# OJA Deduplication Challenge

## Imports

### Packages

In [1]:
import os
import warnings

import pandas as pd
from tqdm import tqdm

from Levenshtein import distance
from sklearn.feature_extraction.text import TfidfVectorizer
from sklearn.metrics.pairwise import cosine_similarity

In [2]:
warnings.filterwarnings('ignore')

### Data

In [3]:
# Import from s3
os.system(f"mc cp s3/apalazzolo/Deduplication/wi_dataset.csv wi_dataset.csv")

`s3/apalazzolo/Deduplication/wi_dataset.csv` -> `wi_dataset.csv`
Total: 0 B, Transferred: 203.23 MiB, Speed: 156.32 MiB/s


0

In [4]:
original_data = pd.read_csv('wi_dataset.csv',
                            lineterminator='\n')

In [5]:
# For now let's work with a smaller extract
data = original_data#.head(10000)

In [6]:
n_ads = len(data)
n_ads

10000

In [7]:
data.head(3)

Unnamed: 0,id,title,description,location,country_id,company_name,retrieval_date
0,1,Traineeship Pensioen & Leven in Utrecht,We sturen je door naar je toekomstige opdracht...,Utrecht,NL,,2021-01-19
1,2,DEPOSITARY OFFICER (M/F),DEPOSITARY OFFICER (M/F) DO Recruitment Adviso...,,FR,DO Recruitment Advisors,2021-09-30
2,3,Cautam colegi manipulanti marfa,Descriere Angajam manipulanti marfa din Pitest...,Pitesti,RO,,2021-06-18


## Data preprocessing

In [8]:
# Cleaning basique

data[
    ['title', 'description', 'location', 'company_name']
] = data[
    ['title', 'description', 'location', 'company_name']
].apply(lambda x: x.str.strip().str.lower())

data.fillna("", inplace=True)

## Naive deduplication

In [9]:
duplicates = []

### Add the full duplicates

In [10]:
# Beaucoup trop long
# Attention, si on trie la table rien ne marche plus !

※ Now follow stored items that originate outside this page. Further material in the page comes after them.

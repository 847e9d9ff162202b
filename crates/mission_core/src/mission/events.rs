use std::collections::HashMap;

use serde::Deserialize;
use tracing::debug;

use crate::content::{PhaseMode, PhaseSpec};
use crate::geometry::Vec2;

use super::objectives::{ObjectiveStatus, ObjectiveTier, ObjectiveUpdate};
use super::result::MissionResult;
use super::touchdown::TouchdownPayload;

/// Notifications the director publishes to the surrounding game.
#[derive(Debug, Clone, PartialEq)]
pub enum MissionEvent {
    MissionStarted {
        mission_id: String,
        zone_id: String,
    },
    MissionCompleted {
        mission_id: String,
        result: MissionResult,
    },
    MissionFailed {
        mission_id: String,
        reason: String,
        result: MissionResult,
    },
    PhaseModeRequested {
        mode: PhaseMode,
        phase: PhaseSpec,
    },
    PhaseEntered {
        index: usize,
        phase_id: String,
    },
    ObjectiveUpdated {
        objective_id: String,
        tier: ObjectiveTier,
        status: ObjectiveStatus,
    },
}

#[derive(Debug, Clone, Copy, PartialEq, Eq, Hash)]
pub enum MissionEventKind {
    MissionStarted,
    MissionCompleted,
    MissionFailed,
    PhaseModeRequested,
    PhaseEntered,
    ObjectiveUpdated,
}

impl MissionEventKind {
    pub const ALL: [Self; 6] = [
        Self::MissionStarted,
        Self::MissionCompleted,
        Self::MissionFailed,
        Self::PhaseModeRequested,
        Self::PhaseEntered,
        Self::ObjectiveUpdated,
    ];

    pub fn as_token(self) -> &'static str {
        match self {
            Self::MissionStarted => "mission_started",
            Self::MissionCompleted => "mission_completed",
            Self::MissionFailed => "mission_failed",
            Self::PhaseModeRequested => "phase_mode_requested",
            Self::PhaseEntered => "phase_entered",
            Self::ObjectiveUpdated => "objective_updated",
        }
    }
}

impl MissionEvent {
    pub fn kind(&self) -> MissionEventKind {
        match self {
            Self::MissionStarted { .. } => MissionEventKind::MissionStarted,
            Self::MissionCompleted { .. } => MissionEventKind::MissionCompleted,
            Self::MissionFailed { .. } => MissionEventKind::MissionFailed,
            Self::PhaseModeRequested { .. } => MissionEventKind::PhaseModeRequested,
            Self::PhaseEntered { .. } => MissionEventKind::PhaseEntered,
            Self::ObjectiveUpdated { .. } => MissionEventKind::ObjectiveUpdated,
        }
    }
}

impl From<ObjectiveUpdate> for MissionEvent {
    fn from(update: ObjectiveUpdate) -> Self {
        Self::ObjectiveUpdated {
            objective_id: update.objective_id,
            tier: update.tier,
            status: update.status,
        }
    }
}

#[derive(Debug, Clone, Copy, Default, PartialEq, Eq)]
pub struct MissionEventCounts {
    pub total: u32,
    pub mission_started: u32,
    pub mission_completed: u32,
    pub mission_failed: u32,
    pub phase_mode_requested: u32,
    pub phase_entered: u32,
    pub objective_updated: u32,
}

impl MissionEventCounts {
    fn record(&mut self, kind: MissionEventKind) {
        self.total = self.total.saturating_add(1);
        match kind {
            MissionEventKind::MissionStarted => {
                self.mission_started = self.mission_started.saturating_add(1)
            }
            MissionEventKind::MissionCompleted => {
                self.mission_completed = self.mission_completed.saturating_add(1)
            }
            MissionEventKind::MissionFailed => {
                self.mission_failed = self.mission_failed.saturating_add(1)
            }
            MissionEventKind::PhaseModeRequested => {
                self.phase_mode_requested = self.phase_mode_requested.saturating_add(1)
            }
            MissionEventKind::PhaseEntered => {
                self.phase_entered = self.phase_entered.saturating_add(1)
            }
            MissionEventKind::ObjectiveUpdated => {
                self.objective_updated = self.objective_updated.saturating_add(1)
            }
        }
    }
}

type EventHandler = Box<dyn FnMut(&MissionEvent)>;

/// Event kind to handler table. Handlers run synchronously in the order
/// they were registered.
#[derive(Default)]
pub struct EventDispatch {
    handlers: HashMap<MissionEventKind, Vec<EventHandler>>,
    counts: MissionEventCounts,
}

impl EventDispatch {
    pub fn subscribe<F>(&mut self, kind: MissionEventKind, handler: F)
    where
        F: FnMut(&MissionEvent) + 'static,
    {
        self.handlers
            .entry(kind)
            .or_default()
            .push(Box::new(handler));
    }

    /// Registers a clone of `handler` for every event kind.
    pub fn subscribe_all<F>(&mut self, handler: F)
    where
        F: FnMut(&MissionEvent) + Clone + 'static,
    {
        for kind in MissionEventKind::ALL {
            self.subscribe(kind, handler.clone());
        }
    }

    pub fn handler_count(&self, kind: MissionEventKind) -> usize {
        self.handlers.get(&kind).map_or(0, Vec::len)
    }

    pub fn counts(&self) -> MissionEventCounts {
        self.counts
    }

    pub fn emit(&mut self, event: MissionEvent) {
        let kind = event.kind();
        self.counts.record(kind);
        let handlers = self.handlers.get_mut(&kind);
        debug!(
            kind = kind.as_token(),
            handlers = handlers.as_ref().map_or(0, |list| list.len()),
            "mission_event_emitted"
        );
        if let Some(handlers) = handlers {
            for handler in handlers.iter_mut() {
                handler(&event);
            }
        }
    }
}

/// Inbound notification routed through `MissionDirector::handle`.
#[derive(Debug, Clone, PartialEq, Deserialize)]
#[serde(tag = "kind", rename_all = "snake_case")]
pub enum MissionInput {
    Touchdown(TouchdownPayload),
    LanderDestroyed {
        #[serde(default)]
        cause: String,
    },
    FuelChanged {
        ratio: f32,
    },
    AltitudeChanged {
        meters: f32,
    },
    PlayerDied {
        #[serde(default)]
        cause: String,
        #[serde(default)]
        context: String,
    },
    PoiEntered {
        poi_id: String,
    },
    PoiExited {
        poi_id: String,
    },
    RescueInteracted {
        target_id: String,
    },
    TimerExpired,
    SurfaceVehicleMoved {
        position: Vec2,
    },
    OrbitalViewShown,
    OrbitalZoneSelected {
        zone_id: String,
    },
    OrbitalTransitionCompleted,
    BeginGameplay {
        #[serde(default)]
        zone_id: String,
    },
    CompleteMission,
    Abort {
        #[serde(default)]
        reason: String,
    },
    Tick {
        dt_seconds: f32,
    },
}

impl MissionInput {
    pub fn as_token(&self) -> &'static str {
        match self {
            Self::Touchdown(_) => "touchdown",
            Self::LanderDestroyed { .. } => "lander_destroyed",
            Self::FuelChanged { .. } => "fuel_changed",
            Self::AltitudeChanged { .. } => "altitude_changed",
            Self::PlayerDied { .. } => "player_died",
            Self::PoiEntered { .. } => "poi_entered",
            Self::PoiExited { .. } => "poi_exited",
            Self::RescueInteracted { .. } => "rescue_interacted",
            Self::TimerExpired => "timer_expired",
            Self::SurfaceVehicleMoved { .. } => "surface_vehicle_moved",
            Self::OrbitalViewShown => "orbital_view_shown",
            Self::OrbitalZoneSelected { .. } => "orbital_zone_selected",
            Self::OrbitalTransitionCompleted => "orbital_transition_completed",
            Self::BeginGameplay { .. } => "begin_gameplay",
            Self::CompleteMission => "complete_mission",
            Self::Abort { .. } => "abort",
            Self::Tick { .. } => "tick",
        }
    }
}

#[cfg(test)]
mod tests {
    use std::cell::RefCell;
    use std::rc::Rc;

    use super::*;

    fn entered(index: usize) -> MissionEvent {
        MissionEvent::PhaseEntered {
            index,
            phase_id: format!("phase_{index}"),
        }
    }

    #[test]
    fn handlers_run_in_registration_order() {
        let log = Rc::new(RefCell::new(Vec::new()));
        let mut dispatch = EventDispatch::default();
        for name in ["first", "second", "third"] {
            let log = Rc::clone(&log);
            dispatch.subscribe(MissionEventKind::PhaseEntered, move |_| {
                log.borrow_mut().push(name)
            });
        }
        dispatch.emit(entered(0));
        assert_eq!(*log.borrow(), vec!["first", "second", "third"]);
    }

    #[test]
    fn handlers_only_see_their_kind() {
        let seen = Rc::new(RefCell::new(Vec::new()));
        let mut dispatch = EventDispatch::default();
        let sink = Rc::clone(&seen);
        dispatch.subscribe(MissionEventKind::MissionStarted, move |event| {
            sink.borrow_mut().push(event.kind())
        });
        dispatch.emit(entered(1));
        dispatch.emit(MissionEvent::MissionStarted {
            mission_id: "m".to_string(),
            zone_id: "alpha".to_string(),
        });
        assert_eq!(*seen.borrow(), vec![MissionEventKind::MissionStarted]);
        assert_eq!(dispatch.counts().total, 2);
        assert_eq!(dispatch.counts().phase_entered, 1);
        assert_eq!(dispatch.counts().mission_started, 1);
    }

    #[test]
    fn subscribe_all_covers_every_kind() {
        let total = Rc::new(RefCell::new(0_u32));
        let mut dispatch = EventDispatch::default();
        let sink = Rc::clone(&total);
        dispatch.subscribe_all(move |_| *sink.borrow_mut() += 1);
        for kind in MissionEventKind::ALL {
            assert_eq!(dispatch.handler_count(kind), 1);
        }
        dispatch.emit(entered(0));
        dispatch.emit(MissionEvent::from(ObjectiveUpdate {
            objective_id: "land".to_string(),
            tier: ObjectiveTier::Primary,
            status: ObjectiveStatus::Completed,
        }));
        assert_eq!(*total.borrow(), 2);
    }

    #[test]
    fn inputs_parse_from_tagged_json() {
        let touchdown: MissionInput = serde_json::from_str(
            r#"{"kind":"touchdown","zone_id":"alpha","impact_speed":25.0,"successful":true}"#,
        )
        .expect("touchdown");
        let MissionInput::Touchdown(payload) = touchdown else {
            panic!("expected touchdown");
        };
        assert_eq!(payload.zone_id.as_deref(), Some("alpha"));
        assert_eq!(payload.impact_speed, 25.0);
        assert!(payload.successful);

        let expired: MissionInput =
            serde_json::from_str(r#"{"kind":"timer_expired"}"#).expect("timer");
        assert_eq!(expired, MissionInput::TimerExpired);

        let moved: MissionInput = serde_json::from_str(
            r#"{"kind":"surface_vehicle_moved","position":{"x":4.0,"y":-2.0}}"#,
        )
        .expect("moved");
        assert_eq!(
            moved,
            MissionInput::SurfaceVehicleMoved {
                position: Vec2::new(4.0, -2.0)
            }
        );
        assert_eq!(moved.as_token(), "surface_vehicle_moved");
    }

    #[test]
    fn unknown_input_kind_is_rejected() {
        let err = serde_json::from_str::<MissionInput>(r#"{"kind":"warp_drive"}"#)
            .expect_err("unknown kind");
        assert!(err.to_string().contains("warp_drive"));
    }
}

# for i in tqdm(range(n_ads)):
#     for j in range(i+1,n_ads):
#         if (data.iloc[i, 1] == data.iloc[j, 1]) and (data.iloc[i, 2] == data.iloc[j, 2]):
#             duplicates.append({'id1': i+1, 'id2': j+1, 'type': 'FULL'})

In [11]:
data.sort_values(by=['title', 'description', 'id'], inplace=True)

i = 0
j = 1

while i < n_ads and j < n_ads:
    if (i%10000 == 0) and (j == i+1):
        print(i)
    if data.iloc[i, 1] < data.iloc[j, 1]:
        i += 1
        j = i + 1
    elif data.iloc[i, 1] > data.iloc[j, 1]:
        j += 1
    elif data.iloc[i, 2] < data.iloc[j, 2]:
        i += 1
        j = i + 1
    elif data.iloc[i, 2] > data.iloc[j, 2]:
        j += 1
    else:
        duplicates.append({'id1': data.iloc[i, 0], 'id2': data.iloc[j, 0], 'type': 'FULL'})
        j += 1

0


In [12]:
len(duplicates)

2753

In [13]:
duplicates[0]

{'id1': 236, 'id2': 1598, 'type': 'FULL'}

### Add the semantic duplicates

In [14]:
data.sort_values(by=['id'], inplace=True)

In [15]:
data['text'] = data['title'] + ' ' + data['description'] + ' ' + data['location'] + ' ' + data['company_name']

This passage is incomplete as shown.